Word for word, repeat each of the records below.

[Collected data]
***

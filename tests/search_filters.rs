use serde_json::json;
use std::io::{BufRead, BufReader, Write};
use std::path::{Path, PathBuf};
use std::process::{Child, ChildStdin, ChildStdout, Command, Stdio};
use std::time::{SystemTime, UNIX_EPOCH};

fn temp_dir(prefix: &str) -> PathBuf {
    let p = std::env::temp_dir().join(format!(
        "{}-{}",
        prefix,
        SystemTime::now()
            .duration_since(UNIX_EPOCH)
            .expect("clock")
            .as_nanos()
    ));
    std::fs::create_dir_all(&p).expect("create temp dir");
    p
}

fn spawn_sidecar() -> (Child, ChildStdin, BufReader<ChildStdout>) {
    let exe = env!("CARGO_BIN_EXE_servicedeskd");
    let mut child = Command::new(exe)
        .stdin(Stdio::piped())
        .stdout(Stdio::piped())
        .stderr(Stdio::null())
        .spawn()
        .expect("spawn servicedeskd");
    let stdin = child.stdin.take().expect("child stdin");
    let stdout = child.stdout.take().expect("child stdout");
    (child, stdin, BufReader::new(stdout))
}

fn request(
    stdin: &mut ChildStdin,
    reader: &mut BufReader<ChildStdout>,
    id: &str,
    method: &str,
    params: serde_json::Value,
) -> serde_json::Value {
    let payload = json!({
        "id": id,
        "method": method,
        "params": params,
    });
    writeln!(stdin, "{}", payload).expect("write request");
    stdin.flush().expect("flush request");

    let mut line = String::new();
    reader.read_line(&mut line).expect("read response line");
    assert!(!line.trim().is_empty(), "empty response for {}", method);
    let value: serde_json::Value = serde_json::from_str(line.trim()).expect("parse response json");
    assert_eq!(value.get("id").and_then(|v| v.as_str()), Some(id));
    value
}

fn request_ok(
    stdin: &mut ChildStdin,
    reader: &mut BufReader<ChildStdout>,
    id: &str,
    method: &str,
    params: serde_json::Value,
) -> serde_json::Value {
    let value = request(stdin, reader, id, method, params);
    assert!(
        value.get("ok").and_then(|v| v.as_bool()).unwrap_or(false),
        "{} failed: {}",
        method,
        value
    );
    value.get("result").cloned().unwrap_or_else(|| json!({}))
}

fn open_session(stdin: &mut ChildStdin, reader: &mut BufReader<ChildStdout>, workspace: &Path) {
    let db_path = workspace.join("servicedesk.sqlite3");
    let secrets = workspace.join("secrets.json");
    std::fs::write(
        &secrets,
        json!({ "database": { "path": db_path.to_string_lossy() } }).to_string(),
    )
    .expect("write secrets");
    let _ = request_ok(
        stdin,
        reader,
        "open",
        "session.open",
        json!({ "secretsPath": secrets.to_string_lossy() }),
    );
}

fn seed_services(workspace: &Path, services: &[(&str, &str, f64)]) {
    let conn = rusqlite::Connection::open(workspace.join("servicedesk.sqlite3")).expect("open db");
    for &(id, name, fee) in services {
        conn.execute(
            "INSERT INTO services(service_id, service_name, fee) VALUES(?, ?, ?)",
            (id, name, fee),
        )
        .expect("seed service");
    }
}

// Three students, one log each, so every student has a tracker row.
fn seed_tracker(stdin: &mut ChildStdin, reader: &mut BufReader<ChildStdout>, workspace: &Path) {
    seed_services(workspace, &[("SV1", "Tutoring", 10.0)]);
    for (i, (sid, name)) in [
        ("S101", "Alice Stone"),
        ("S102", "Anna Stone"),
        ("S103", "Bob Jones"),
    ]
    .iter()
    .enumerate()
    {
        let _ = request_ok(
            stdin,
            reader,
            &format!("r{}", i),
            "students.register",
            json!({ "studentId": sid, "name": name, "email": format!("u{}@x.com", i) }),
        );
        let _ = request_ok(
            stdin,
            reader,
            &format!("l{}", i),
            "services.log",
            json!({
                "logId": format!("SS{}", i + 1),
                "studentName": name,
                "serviceName": "Tutoring",
                "date": format!("2026-04-{:02}", i + 1)
            }),
        );
    }
}

#[test]
fn prefix_filter_is_case_sensitive_and_sorted_by_name() {
    let workspace = temp_dir("svcdesk-search-prefix");
    let (_child, mut stdin, mut reader) = spawn_sidecar();
    open_session(&mut stdin, &mut reader, &workspace);
    seed_tracker(&mut stdin, &mut reader, &workspace);

    let result = request_ok(
        &mut stdin,
        &mut reader,
        "q1",
        "tracker.search",
        json!({ "prefix": "A" }),
    );
    let rows = result["rows"].as_array().expect("rows");
    assert_eq!(rows.len(), 2);
    assert_eq!(rows[0]["student"].as_str(), Some("Alice Stone"));
    assert_eq!(rows[1]["student"].as_str(), Some("Anna Stone"));

    // Stored names are title-cased, so a lowercase prefix matches nothing.
    let result = request_ok(
        &mut stdin,
        &mut reader,
        "q2",
        "tracker.search",
        json!({ "prefix": "a" }),
    );
    assert_eq!(result["empty"], json!(true));
    assert_eq!(result["rows"].as_array().map(|r| r.len()), Some(0));
}

#[test]
fn absent_or_empty_prefix_returns_full_view() {
    let workspace = temp_dir("svcdesk-search-all");
    let (_child, mut stdin, mut reader) = spawn_sidecar();
    open_session(&mut stdin, &mut reader, &workspace);
    seed_tracker(&mut stdin, &mut reader, &workspace);

    let absent = request_ok(&mut stdin, &mut reader, "q1", "tracker.search", json!({}));
    assert_eq!(absent["rows"].as_array().map(|r| r.len()), Some(3));

    let empty = request_ok(
        &mut stdin,
        &mut reader,
        "q2",
        "tracker.search",
        json!({ "prefix": "" }),
    );
    assert_eq!(empty["rows"].as_array().map(|r| r.len()), Some(3));
}

#[test]
fn search_is_idempotent_without_mutations() {
    let workspace = temp_dir("svcdesk-search-idem");
    let (_child, mut stdin, mut reader) = spawn_sidecar();
    open_session(&mut stdin, &mut reader, &workspace);
    seed_tracker(&mut stdin, &mut reader, &workspace);

    let first = request_ok(
        &mut stdin,
        &mut reader,
        "q1",
        "tracker.search",
        json!({ "prefix": "A" }),
    );
    let second = request_ok(
        &mut stdin,
        &mut reader,
        "q2",
        "tracker.search",
        json!({ "prefix": "A" }),
    );
    assert_eq!(first, second);
}

#[test]
fn hostile_prefix_input_matches_nothing_instead_of_injecting() {
    let workspace = temp_dir("svcdesk-search-hostile");
    let (_child, mut stdin, mut reader) = spawn_sidecar();
    open_session(&mut stdin, &mut reader, &workspace);
    seed_tracker(&mut stdin, &mut reader, &workspace);

    for (i, prefix) in ["%", "_", "A' OR '1'='1", "'; DROP TABLE students; --"]
        .iter()
        .enumerate()
    {
        let result = request_ok(
            &mut stdin,
            &mut reader,
            &format!("q{}", i),
            "tracker.search",
            json!({ "prefix": prefix }),
        );
        assert_eq!(
            result["rows"].as_array().map(|r| r.len()),
            Some(0),
            "prefix {:?}",
            prefix
        );
    }

    // The table survived the attempt.
    let all = request_ok(&mut stdin, &mut reader, "q9", "tracker.search", json!({}));
    assert_eq!(all["rows"].as_array().map(|r| r.len()), Some(3));
}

***

» **SOLUTION FOR THIS PROBLEM**:
filename tests/search_filters.rs
use serde_json::json;
use std::io::{BufRead, BufReader, Write};
use std::path::{Path, PathBuf};
use std::process::{Child, ChildStdin, ChildStdout, Command, Stdio};
use std::time::{SystemTime, UNIX_EPOCH};

fn temp_dir(prefix: &str) -> PathBuf {
    let p = std::env::temp_dir().join(format!(
        "{}-{}",
        prefix,
        SystemTime::now()
            .duration_since(UNIX_EPOCH)
            .expect("clock")
            .as_nanos()
    ));
    std::fs::create_dir_all(&p).expect("create temp dir");
    p
}

fn spawn_sidecar() -> (Child, ChildStdin, BufReader<ChildStdout>) {
    let exe = env!("CARGO_BIN_EXE_servicedeskd");
    let mut child = Command::new(exe)
        .stdin(Stdio::piped())
        .stdout(Stdio::piped())
        .stderr(Stdio::null())
        .spawn()
        .expect("spawn servicedeskd");
    let stdin = child.stdin.take().expect("child stdin");
    let stdout = child.stdout.take().expect("child stdout");
    (child, stdin, BufReader::new(stdout))
}

fn request(
    stdin: &mut ChildStdin,
    reader: &mut BufReader<ChildStdout>,
    id: &str,
    method: &str,
    params: serde_json::Value,
) -> serde_json::Value {
    let payload = json!({
        "id": id,
        "method": method,
        "params": params,
    });
    writeln!(stdin, "{}", payload).expect("write request");
    stdin.flush().expect("flush request");

    let mut line = String::new();
    reader.read_line(&mut line).expect("read response line");
    assert!(!line.trim().is_empty(), "empty response for {}", method);
    let value: serde_json::Value = serde_json::from_str(line.trim()).expect("parse response json");
    assert_eq!(value.get("id").and_then(|v| v.as_str()), Some(id));
    value
}

fn request_ok(
    stdin: &mut ChildStdin,
    reader: &mut BufReader<ChildStdout>,
    id: &str,
    method: &str,
    params: serde_json::Value,
) -> serde_json::Value {
    let value = request(stdin, reader, id, method, params);
    assert!(
        value.get("ok").and_then(|v| v.as_bool()).unwrap_or(false),
        "{} failed: {}",
        method,
        value
    );
    value.get("result").cloned().unwrap_or_else(|| json!({}))
}

fn open_session(stdin: &mut ChildStdin, reader: &mut BufReader<ChildStdout>, workspace: &Path) {
    let db_path = workspace.join("servicedesk.sqlite3");
    let secrets = workspace.join("secrets.json");
    std::fs::write(
        &secrets,
        json!({ "database": { "path": db_path.to_string_lossy() } }).to_string(),
    )
    .expect("write secrets");
    let _ = request_ok(
        stdin,
        reader,
        "open",
        "session.open",
        json!({ "secretsPath": secrets.to_string_lossy() }),
    );
}

fn seed_services(workspace: &Path, services: &[(&str, &str, f64)]) {
    let conn = rusqlite::Connection::open(workspace.join("servicedesk.sqlite3")).expect("open db");
    for &(id, name, fee) in services {
        conn.execute(
            "INSERT INTO services(service_id, service_name, fee) VALUES(?, ?, ?)",
            (id, name, fee),
        )
        .expect("seed service");
    }
}

// Three students, one log each, so every student has a tracker row.
fn seed_tracker(stdin: &mut ChildStdin, reader: &mut BufReader<ChildStdout>, workspace: &Path) {
    seed_services(workspace, &[("SV1", "Tutoring", 10.0)]);
    for (i, (sid, name)) in [
        ("S101", "Alice Stone"),
        ("S102", "Anna Stone"),
        ("S103", "Bob Jones"),
    ]
    .iter()
    .enumerate()
    {
        let _ = request_ok(
            stdin,
            reader,
            &format!("r{}", i),
            "students.register",
            json!({ "studentId": sid, "name": name, "email": format!("u{}@x.com", i) }),
        );
        let _ = request_ok(
            stdin,
            reader,
            &format!("l{}", i),
            "services.log",
            json!({
                "logId": format!("SS{}", i + 1),
                "studentName": name,
                "serviceName": "Tutoring",
                "date": format!("2026-04-{:02}", i + 1)
            }),
        );
    }
}

#[test]
fn prefix_filter_is_case_sensitive_and_sorted_by_name() {
    let workspace = temp_dir("svcdesk-search-prefix");
    let (_child, mut stdin, mut reader) = spawn_sidecar();
    open_session(&mut stdin, &mut reader, &workspace);
    seed_tracker(&mut stdin, &mut reader, &workspace);

    let result = request_ok(
        &mut stdin,
        &mut reader,
        "q1",
        "tracker.search",
        json!({ "prefix": "A" }),
    );
    let rows = result["rows"].as_array().expect("rows");
    assert_eq!(rows.len(), 2);
    assert_eq!(rows[0]["student"].as_str(), Some("Alice Stone"));
    assert_eq!(rows[1]["student"].as_str(), Some("Anna Stone"));

    // Stored names are title-cased, so a lowercase prefix matches nothing.
    let result = request_ok(
        &mut stdin,
        &mut reader,
        "q2",
        "tracker.search",
        json!({ "prefix": "a" }),
    );
    assert_eq!(result["empty"], json!(true));
    assert_eq!(result["rows"].as_array().map(|r| r.len()), Some(0));
}

#[test]
fn absent_or_empty_prefix_returns_full_view() {
    let workspace = temp_dir("svcdesk-search-all");
    let (_child, mut stdin, mut reader) = spawn_sidecar();
    open_session(&mut stdin, &mut reader, &workspace);
    seed_tracker(&mut stdin, &mut reader, &workspace);

    let absent = request_ok(&mut stdin, &mut reader, "q1", "tracker.search", json!({}));
    assert_eq!(absent["rows"].as_array().map(|r| r.len()), Some(3));

    let empty = request_ok(
        &mut stdin,
        &mut reader,
        "q2",
        "tracker.search",
        json!({ "prefix": "" }),
    );
    assert_eq!(empty["rows"].as_array().map(|r| r.len()), Some(3));
}

#[test]
fn search_is_idempotent_without_mutations() {
    let workspace = temp_dir("svcdesk-search-idem");
    let (_child, mut stdin, mut reader) = spawn_sidecar();
    open_session(&mut stdin, &mut reader, &workspace);
    seed_tracker(&mut stdin, &mut reader, &workspace);

    let first = request_ok(
        &mut stdin,
        &mut reader,
        "q1",
        "tracker.search",
        json!({ "prefix": "A" }),
    );
    let second = request_ok(
        &mut stdin,
        &mut reader,
        "q2",
        "tracker.search",
        json!({ "prefix": "A" }),
    );
    assert_eq!(first, second);
}

#[test]
fn hostile_prefix_input_matches_nothing_instead_of_injecting() {
    let workspace = temp_dir("svcdesk-search-hostile");
    let (_child, mut stdin, mut reader) = spawn_sidecar();
    open_session(&mut stdin, &mut reader, &workspace);
    seed_tracker(&mut stdin, &mut reader, &workspace);

    for (i, prefix) in ["%", "_", "A' OR '1'='1", "'; DROP TABLE students; --"]
        .iter()
        .enumerate()
    {
        let result = request_ok(
            &mut stdin,
            &mut reader,
            &format!("q{}", i),
            "tracker.search",
            json!({ "prefix": prefix }),
        );
        assert_eq!(
            result["rows"].as_array().map(|r| r.len()),
            Some(0),
            "prefix {:?}",
            prefix
        );
    }

    // The table survived the attempt.
    let all = request_ok(&mut stdin, &mut reader, "q9", "tracker.search", json!({}));
    assert_eq!(all["rows"].as_array().map(|r| r.len()), Some(3));
}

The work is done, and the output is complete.